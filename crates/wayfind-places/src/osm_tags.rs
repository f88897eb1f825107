//! Mapping from the closed POI taxonomy to OSM tag selectors.
//!
//! The taxonomy itself lives in `wayfind-core`; this module only knows how
//! each category is spelled in map data when building Overpass queries.

use wayfind_core::poi::PoiCategory;

/// `(key, value)` selector for one category, e.g. `("amenity", "cafe")`.
#[must_use]
pub fn selector(category: PoiCategory) -> (&'static str, &'static str) {
    match category {
        PoiCategory::Cafe => ("amenity", "cafe"),
        PoiCategory::Restaurant => ("amenity", "restaurant"),
        PoiCategory::FastFood => ("amenity", "fast_food"),
        PoiCategory::Bar => ("amenity", "bar"),
        PoiCategory::Pharmacy => ("amenity", "pharmacy"),
        PoiCategory::Hospital => ("amenity", "hospital"),
        PoiCategory::School => ("amenity", "school"),
        PoiCategory::Library => ("amenity", "library"),
        PoiCategory::Bank => ("amenity", "bank"),
        PoiCategory::Atm => ("amenity", "atm"),
        PoiCategory::Fuel => ("amenity", "fuel"),
        PoiCategory::Cinema => ("amenity", "cinema"),
        PoiCategory::Parking => ("amenity", "parking"),
        PoiCategory::Supermarket => ("shop", "supermarket"),
        PoiCategory::Park => ("leisure", "park"),
        PoiCategory::Gym => ("leisure", "fitness_centre"),
        PoiCategory::Hotel => ("tourism", "hotel"),
    }
}

#[cfg(test)]
mod tests {
    use super::*;

    #[test]
    fn every_category_has_a_selector() {
        for &category in PoiCategory::ALL {
            let (key, value) = selector(category);
            assert!(!key.is_empty() && !value.is_empty());
        }
    }

    #[test]
    fn non_amenity_categories_use_their_own_keys() {
        assert_eq!(selector(PoiCategory::Supermarket), ("shop", "supermarket"));
        assert_eq!(selector(PoiCategory::Park), ("leisure", "park"));
        assert_eq!(selector(PoiCategory::Hotel), ("tourism", "hotel"));
    }
}
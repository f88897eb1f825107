//! Classified-query model.
//!
//! The classifier turns free text into a [`ClassifiedQuery`]; the
//! orchestrator routes on its intent and derived complexity. Instances are
//! created once per query and treated as immutable after normalization.

use serde::{Deserialize, Serialize};

use crate::location::{Location, TransportMode};
use crate::poi::PoiCategory;

/// Closed intent set.
#[derive(Debug, Clone, Copy, PartialEq, Eq, Serialize, Deserialize)]
#[serde(rename_all = "kebab-case")]
pub enum QueryIntent {
    FindNearest,
    FindWithinTime,
    FindNearPoi,
    FindEnroute,
    GetDirections,
    FollowUp,
    Clarification,
}

impl QueryIntent {
    /// Complexity is a function of intent, never set independently.
    #[must_use]
    pub fn complexity(self) -> Complexity {
        match self {
            QueryIntent::FindNearPoi | QueryIntent::FindEnroute => Complexity::MultiStep,
            QueryIntent::FindNearest
            | QueryIntent::FindWithinTime
            | QueryIntent::GetDirections
            | QueryIntent::FollowUp
            | QueryIntent::Clarification => Complexity::Simple,
        }
    }

    #[must_use]
    pub fn as_str(self) -> &'static str {
        match self {
            QueryIntent::FindNearest => "find-nearest",
            QueryIntent::FindWithinTime => "find-within-time",
            QueryIntent::FindNearPoi => "find-near-poi",
            QueryIntent::FindEnroute => "find-enroute",
            QueryIntent::GetDirections => "get-directions",
            QueryIntent::FollowUp => "follow-up",
            QueryIntent::Clarification => "clarification",
        }
    }
}

impl std::fmt::Display for QueryIntent {
    fn fmt(&self, f: &mut std::fmt::Formatter<'_>) -> std::fmt::Result {
        write!(f, "{}", self.as_str())
    }
}

impl std::str::FromStr for QueryIntent {
    type Err = String;

    fn from_str(s: &str) -> Result<Self, Self::Err> {
        match s {
            "find-nearest" => Ok(QueryIntent::FindNearest),
            "find-within-time" => Ok(QueryIntent::FindWithinTime),
            "find-near-poi" => Ok(QueryIntent::FindNearPoi),
            "find-enroute" => Ok(QueryIntent::FindEnroute),
            "get-directions" => Ok(QueryIntent::GetDirections),
            "follow-up" => Ok(QueryIntent::FollowUp),
            "clarification" => Ok(QueryIntent::Clarification),
            other => Err(format!("unknown intent: {other}")),
        }
    }
}

#[derive(Debug, Clone, Copy, PartialEq, Eq, Serialize, Deserialize)]
#[serde(rename_all = "kebab-case")]
pub enum Complexity {
    Simple,
    MultiStep,
}

/// Destination of an enroute query: free text until geocoding resolves it.
#[derive(Debug, Clone, PartialEq, Serialize, Deserialize)]
#[serde(untagged)]
pub enum Destination {
    Text(String),
    Resolved(Location),
}

impl Destination {
    #[must_use]
    pub fn as_text(&self) -> Option<&str> {
        match self {
            Destination::Text(t) => Some(t),
            Destination::Resolved(_) => None,
        }
    }
}

/// Entities extracted from the query text.
///
/// Mutated only by the classifier during normalization (brand→category
/// mapping, cuisine extraction, primary/secondary disambiguation).
#[derive(Debug, Clone, Default, PartialEq, Serialize, Deserialize)]
pub struct QueryEntities {
    #[serde(default, skip_serializing_if = "Option::is_none")]
    pub primary_poi: Option<PoiCategory>,
    #[serde(default, skip_serializing_if = "Option::is_none")]
    pub secondary_poi: Option<PoiCategory>,
    #[serde(default, skip_serializing_if = "Option::is_none")]
    pub transport: Option<TransportMode>,
    #[serde(default, skip_serializing_if = "Option::is_none")]
    pub time_constraint_min: Option<f64>,
    #[serde(default, skip_serializing_if = "Option::is_none")]
    pub destination: Option<Destination>,
    #[serde(default, skip_serializing_if = "Option::is_none")]
    pub cuisine: Option<String>,
    #[serde(default, skip_serializing_if = "Vec::is_empty")]
    pub keywords: Vec<String>,
}

/// One prior exchange supplied as classification context.
#[derive(Debug, Clone, Serialize, Deserialize)]
pub struct ConversationTurn {
    /// `"user"` or `"assistant"`.
    pub role: String,
    pub content: String,
}

/// Which classification stage produced the final result.
///
/// The rule engine is both the fallback (LLM unavailable or unparsable) and
/// a trusted override when the sanity pass disagrees with the LLM.
#[derive(Debug, Clone, Copy, PartialEq, Eq, Serialize, Deserialize)]
#[serde(rename_all = "kebab-case")]
pub enum ClassificationSource {
    Llm,
    RuleFallback,
    RuleOverride,
}

/// Output of the classifier, immutable after normalization.
#[derive(Debug, Clone, Serialize, Deserialize)]
pub struct ClassifiedQuery {
    pub intent: QueryIntent,
    pub complexity: Complexity,
    pub entities: QueryEntities,
    pub requires_context: bool,
    pub confidence: f64,
    pub reasoning: String,
    pub source: ClassificationSource,
}

impl ClassifiedQuery {
    /// Builds a query with complexity derived from the intent and confidence
    /// clamped to [0, 1].
    #[must_use]
    pub fn new(
        intent: QueryIntent,
        entities: QueryEntities,
        confidence: f64,
        reasoning: impl Into<String>,
        source: ClassificationSource,
    ) -> Self {
        Self {
            intent,
            complexity: intent.complexity(),
            entities,
            requires_context: matches!(intent, QueryIntent::FollowUp),
            confidence: confidence.clamp(0.0, 1.0),
            reasoning: reasoning.into(),
            source,
        }
    }

    /// Callers must surface these as "be more specific" instead of executing.
    #[must_use]
    pub fn needs_clarification(&self) -> bool {
        self.intent == QueryIntent::Clarification || self.confidence < 0.5
    }
}

#[cfg(test)]
mod tests {
    use super::*;

    #[test]
    fn complexity_derives_from_intent() {
        assert_eq!(QueryIntent::FindNearest.complexity(), Complexity::Simple);
        assert_eq!(QueryIntent::FindWithinTime.complexity(), Complexity::Simple);
        assert_eq!(QueryIntent::FindNearPoi.complexity(), Complexity::MultiStep);
        assert_eq!(QueryIntent::FindEnroute.complexity(), Complexity::MultiStep);
    }

    #[test]
    fn intent_round_trips_through_str() {
        for intent in [
            QueryIntent::FindNearest,
            QueryIntent::FindWithinTime,
            QueryIntent::FindNearPoi,
            QueryIntent::FindEnroute,
            QueryIntent::GetDirections,
            QueryIntent::FollowUp,
            QueryIntent::Clarification,
        ] {
            assert_eq!(intent.as_str().parse::<QueryIntent>().unwrap(), intent);
        }
    }

    #[test]
    fn confidence_is_clamped() {
        let q = ClassifiedQuery::new(
            QueryIntent::FindNearest,
            QueryEntities::default(),
            1.7,
            "test",
            ClassificationSource::Llm,
        );
        assert!((q.confidence - 1.0).abs() < f64::EPSILON);
    }

    #[test]
    fn low_confidence_needs_clarification() {
        let q = ClassifiedQuery::new(
            QueryIntent::FindNearest,
            QueryEntities::default(),
            0.4,
            "test",
            ClassificationSource::Llm,
        );
        assert!(q.needs_clarification());
    }

    #[test]
    fn clarification_intent_needs_clarification_regardless_of_confidence() {
        let q = ClassifiedQuery::new(
            QueryIntent::Clarification,
            QueryEntities::default(),
            0.9,
            "test",
            ClassificationSource::RuleFallback,
        );
        assert!(q.needs_clarification());
    }
}
//! Integration tests for `RoutingClient` using wiremock HTTP mocks.

use wayfind_core::geo::Coord;
use wayfind_core::location::TransportMode;
use wayfind_routing::normalize::pick_best_route;
use wayfind_routing::{
    OptimizationJob, OptimizationVehicle, RouteOptions, RoutingClient, RoutingError,
};
use wiremock::matchers::{body_partial_json, method, path};
use wiremock::{Mock, MockServer, ResponseTemplate};

fn test_client(base_url: &str) -> RoutingClient {
    RoutingClient::with_base_url(Some("test-key"), 30, "wayfind/test", base_url)
        .expect("client construction should not fail")
}

const HOUSTON: Coord = Coord {
    lat: 29.7604,
    lng: -95.3698,
};

fn isochrone_body() -> serde_json::Value {
    serde_json::json!({
        "type": "FeatureCollection",
        "bbox": [-95.40, 29.72, -95.33, 29.80],
        "features": [{
            "type": "Feature",
            "properties": { "value": 900.0 },
            "geometry": {
                "type": "Polygon",
                "coordinates": [[
                    [-95.40, 29.72], [-95.33, 29.72], [-95.33, 29.80], [-95.40, 29.80], [-95.40, 29.72]
                ]]
            }
        }]
    })
}

#[tokio::test]
async fn get_isochrone_returns_parsed_polygons() {
    let server = MockServer::start().await;

    Mock::given(method("POST"))
        .and(path("/v2/isochrones/foot-walking"))
        .and(body_partial_json(serde_json::json!({
            "range": [900],
            "range_type": "time"
        })))
        .respond_with(ResponseTemplate::new(200).set_body_json(isochrone_body()))
        .mount(&server)
        .await;

    let client = test_client(&server.uri());
    let iso = client
        .get_isochrone(HOUSTON, TransportMode::Walking, &[900])
        .await
        .expect("should parse isochrone");

    assert_eq!(iso.polygons.len(), 1);
    assert_eq!(iso.polygons[0].len(), 5);
    assert!((iso.range_minutes - 15.0).abs() < 1e-9);
    assert!((iso.bbox.min_lng + 95.40).abs() < 1e-9);
    assert_eq!(iso.mode, TransportMode::Walking);
}

#[tokio::test]
async fn get_isochrone_surfaces_api_error_envelope() {
    let server = MockServer::start().await;

    Mock::given(method("POST"))
        .and(path("/v2/isochrones/driving-car"))
        .respond_with(ResponseTemplate::new(400).set_body_json(serde_json::json!({
            "error": { "code": 3002, "message": "range exceeds limit" }
        })))
        .mount(&server)
        .await;

    let client = test_client(&server.uri());
    let err = client
        .get_isochrone(HOUSTON, TransportMode::Driving, &[999_999])
        .await
        .unwrap_err();

    match err {
        RoutingError::ApiError(message) => {
            assert!(message.contains("range exceeds limit"), "got: {message}");
        }
        other => panic!("expected ApiError, got: {other:?}"),
    }
}

#[tokio::test]
async fn get_isochrone_retries_on_500_then_succeeds() {
    let server = MockServer::start().await;

    Mock::given(method("POST"))
        .and(path("/v2/isochrones/foot-walking"))
        .respond_with(ResponseTemplate::new(500))
        .up_to_n_times(1)
        .expect(1)
        .mount(&server)
        .await;

    Mock::given(method("POST"))
        .and(path("/v2/isochrones/foot-walking"))
        .respond_with(ResponseTemplate::new(200).set_body_json(isochrone_body()))
        .mount(&server)
        .await;

    let client = test_client(&server.uri());
    let iso = client
        .get_isochrone(HOUSTON, TransportMode::Walking, &[900])
        .await
        .expect("retry should recover from a transient 500");

    assert_eq!(iso.polygons.len(), 1);
}

#[tokio::test]
async fn get_directions_picks_lowest_duration_alternative() {
    let server = MockServer::start().await;

    let body = serde_json::json!({
        "type": "FeatureCollection",
        "features": [
            {
                "type": "Feature",
                "properties": { "summary": { "distance": 5000.0, "duration": 900.0 } },
                "geometry": { "type": "LineString",
                    "coordinates": [[-95.3698, 29.7604], [-95.3500, 29.7700]] }
            },
            {
                "type": "Feature",
                "properties": { "summary": { "distance": 4200.0, "duration": 720.0 } },
                "geometry": { "type": "LineString",
                    "coordinates": [[-95.3698, 29.7604], [-95.3550, 29.7650]] }
            }
        ]
    });

    Mock::given(method("POST"))
        .and(path("/v2/directions/driving-car/geojson"))
        .respond_with(ResponseTemplate::new(200).set_body_json(&body))
        .mount(&server)
        .await;

    let client = test_client(&server.uri());
    let routes = client
        .get_directions(
            &[HOUSTON, Coord::new(29.77, -95.35)],
            TransportMode::Driving,
            &RouteOptions {
                elevation: false,
                alternatives: true,
            },
        )
        .await
        .expect("should parse directions");

    assert_eq!(routes.len(), 2);
    let best = pick_best_route(routes).unwrap();
    assert!((best.duration_min - 12.0).abs() < 1e-9);
    assert!((best.distance_m - 4200.0).abs() < 1e-9);
}

#[tokio::test]
async fn get_directions_rejects_single_coordinate() {
    let client = test_client("http://localhost:9");
    let err = client
        .get_directions(&[HOUSTON], TransportMode::Walking, &RouteOptions::default())
        .await
        .unwrap_err();
    assert!(matches!(err, RoutingError::ApiError(_)));
}

#[tokio::test]
async fn get_matrix_parses_durations_and_distances() {
    let server = MockServer::start().await;

    let body = serde_json::json!({
        "durations": [[0.0, 300.0], [310.0, 0.0]],
        "distances": [[0.0, 2100.0], [2150.0, 0.0]]
    });

    Mock::given(method("POST"))
        .and(path("/v2/matrix/foot-walking"))
        .and(body_partial_json(serde_json::json!({
            "metrics": ["duration", "distance"]
        })))
        .respond_with(ResponseTemplate::new(200).set_body_json(&body))
        .mount(&server)
        .await;

    let client = test_client(&server.uri());
    let matrix = client
        .get_matrix(
            &[HOUSTON, Coord::new(29.77, -95.35)],
            TransportMode::Walking,
            &["duration", "distance"],
        )
        .await
        .expect("should parse matrix");

    assert_eq!(matrix.durations.len(), 2);
    assert_eq!(matrix.durations[0][1], Some(300.0));
    assert_eq!(matrix.distances[1][0], Some(2150.0));
}

#[tokio::test]
async fn optimize_parses_routes_and_unassigned() {
    let server = MockServer::start().await;

    let body = serde_json::json!({
        "code": 0,
        "routes": [{
            "vehicle": 1,
            "duration": 1500.0,
            "steps": [
                { "type": "start" },
                { "type": "job", "job": 1, "arrival": 700.0 },
                { "type": "end", "arrival": 1500.0 }
            ]
        }],
        "unassigned": [{ "id": 2 }]
    });

    Mock::given(method("POST"))
        .and(path("/optimization"))
        .respond_with(ResponseTemplate::new(200).set_body_json(&body))
        .mount(&server)
        .await;

    let client = test_client(&server.uri());
    let jobs = vec![
        OptimizationJob {
            id: 1,
            location: [-95.36, 29.77],
            service: None,
        },
        OptimizationJob {
            id: 2,
            location: [-95.20, 29.60],
            service: None,
        },
    ];
    let vehicles = vec![OptimizationVehicle {
        id: 1,
        profile: "driving-car".to_string(),
        start: [-95.3698, 29.7604],
        end: [-95.30, 29.75],
    }];

    let result = client
        .optimize(&jobs, &vehicles)
        .await
        .expect("should parse optimization result");

    assert_eq!(result.routes.len(), 1);
    assert!((result.total_duration_secs() - 1500.0).abs() < 1e-9);
    assert_eq!(result.unassigned.len(), 1);
    assert_eq!(result.unassigned[0].id, 2);
}

#[tokio::test]
async fn optimize_nonzero_code_is_api_error() {
    let server = MockServer::start().await;

    Mock::given(method("POST"))
        .and(path("/optimization"))
        .respond_with(ResponseTemplate::new(200).set_body_json(serde_json::json!({
            "code": 3,
            "error": "no solution found"
        })))
        .mount(&server)
        .await;

    let client = test_client(&server.uri());
    let err = client.optimize(&[], &[]).await.unwrap_err();
    match err {
        RoutingError::ApiError(message) => assert!(message.contains("no solution found")),
        other => panic!("expected ApiError, got: {other:?}"),
    }
}
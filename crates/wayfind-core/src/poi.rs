use std::collections::BTreeMap;

use serde::{Deserialize, Serialize};

use crate::geo::{BoundingBox, Coord};
use crate::location::TransportMode;

/// Closed POI category taxonomy.
///
/// Free-text tokens (brand names, cuisine words, synonyms) are normalized
/// into this enum by the classifier; see [`crate::categories`].
#[derive(Debug, Clone, Copy, PartialEq, Eq, Hash, Serialize, Deserialize)]
#[serde(rename_all = "snake_case")]
pub enum PoiCategory {
    Cafe,
    Restaurant,
    FastFood,
    Bar,
    Supermarket,
    Pharmacy,
    Hospital,
    Park,
    School,
    Library,
    Bank,
    Atm,
    Fuel,
    Hotel,
    Gym,
    Cinema,
    Parking,
}

impl PoiCategory {
    pub const ALL: &'static [PoiCategory] = &[
        PoiCategory::Cafe,
        PoiCategory::Restaurant,
        PoiCategory::FastFood,
        PoiCategory::Bar,
        PoiCategory::Supermarket,
        PoiCategory::Pharmacy,
        PoiCategory::Hospital,
        PoiCategory::Park,
        PoiCategory::School,
        PoiCategory::Library,
        PoiCategory::Bank,
        PoiCategory::Atm,
        PoiCategory::Fuel,
        PoiCategory::Hotel,
        PoiCategory::Gym,
        PoiCategory::Cinema,
        PoiCategory::Parking,
    ];

    /// Canonical lowercase name, matching the serde representation.
    #[must_use]
    pub fn as_str(self) -> &'static str {
        match self {
            PoiCategory::Cafe => "cafe",
            PoiCategory::Restaurant => "restaurant",
            PoiCategory::FastFood => "fast_food",
            PoiCategory::Bar => "bar",
            PoiCategory::Supermarket => "supermarket",
            PoiCategory::Pharmacy => "pharmacy",
            PoiCategory::Hospital => "hospital",
            PoiCategory::Park => "park",
            PoiCategory::School => "school",
            PoiCategory::Library => "library",
            PoiCategory::Bank => "bank",
            PoiCategory::Atm => "atm",
            PoiCategory::Fuel => "fuel",
            PoiCategory::Hotel => "hotel",
            PoiCategory::Gym => "gym",
            PoiCategory::Cinema => "cinema",
            PoiCategory::Parking => "parking",
        }
    }

    /// Categories that are routinely unnamed in map data and should not be
    /// dropped for lacking a name tag.
    #[must_use]
    pub fn tolerates_unnamed(self) -> bool {
        matches!(
            self,
            PoiCategory::Park | PoiCategory::Parking | PoiCategory::Atm
        )
    }
}

impl std::fmt::Display for PoiCategory {
    fn fmt(&self, f: &mut std::fmt::Formatter<'_>) -> std::fmt::Result {
        write!(f, "{}", self.as_str())
    }
}

impl std::str::FromStr for PoiCategory {
    type Err = String;

    fn from_str(s: &str) -> Result<Self, Self::Err> {
        PoiCategory::ALL
            .iter()
            .copied()
            .find(|c| c.as_str() == s)
            .ok_or_else(|| format!("unknown POI category: {s}"))
    }
}

/// A point of interest returned by a search.
///
/// The `distance_*` and `travel_time_*` fields are computed per search from
/// the anchor or user location used for that search, never taken from the
/// upstream service.
#[derive(Debug, Clone, Serialize, Deserialize)]
pub struct Poi {
    pub id: String,
    pub name: String,
    pub category: PoiCategory,
    pub lat: f64,
    pub lng: f64,
    #[serde(default, skip_serializing_if = "BTreeMap::is_empty")]
    pub tags: BTreeMap<String, String>,
    #[serde(default, skip_serializing_if = "Option::is_none")]
    pub distance_m: Option<f64>,
    #[serde(default, skip_serializing_if = "Option::is_none")]
    pub travel_time_min: Option<f64>,
    #[serde(default, skip_serializing_if = "Option::is_none")]
    pub distance_from_anchor_m: Option<f64>,
    #[serde(default, skip_serializing_if = "Option::is_none")]
    pub travel_time_from_anchor_min: Option<f64>,
}

impl Poi {
    #[must_use]
    pub fn coord(&self) -> Coord {
        Coord {
            lat: self.lat,
            lng: self.lng,
        }
    }
}

/// Reachable-area polygon set for one (center, mode, time) request.
///
/// Produced by the routing collaborator and consumed read-only: the bbox is
/// a cheap pre-filter, the polygons are the authoritative boundary.
#[derive(Debug, Clone, Serialize, Deserialize)]
pub struct Isochrone {
    pub polygons: Vec<Vec<Coord>>,
    pub bbox: BoundingBox,
    pub mode: TransportMode,
    pub range_minutes: f64,
    pub center: Coord,
}

#[cfg(test)]
mod tests {
    use super::*;

    #[test]
    fn category_round_trips_through_str() {
        for &cat in PoiCategory::ALL {
            let parsed: PoiCategory = cat.as_str().parse().unwrap();
            assert_eq!(parsed, cat);
        }
    }

    #[test]
    fn unknown_category_is_rejected() {
        assert!("speakeasy".parse::<PoiCategory>().is_err());
    }

    #[test]
    fn category_serde_matches_as_str() {
        let json = serde_json::to_string(&PoiCategory::FastFood).unwrap();
        assert_eq!(json, "\"fast_food\"");
    }
}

....................

TASK GOAL –
From the data above, copy each line that has the string "RoutingError".

ANSWER BOX –
    OptimizationJob, OptimizationVehicle, RouteOptions, RoutingClient, RoutingError,
        RoutingError::ApiError(message) => {
    assert!(matches!(err, RoutingError::ApiError(_)));
        RoutingError::ApiError(message) => assert!(message.contains("no solution found")),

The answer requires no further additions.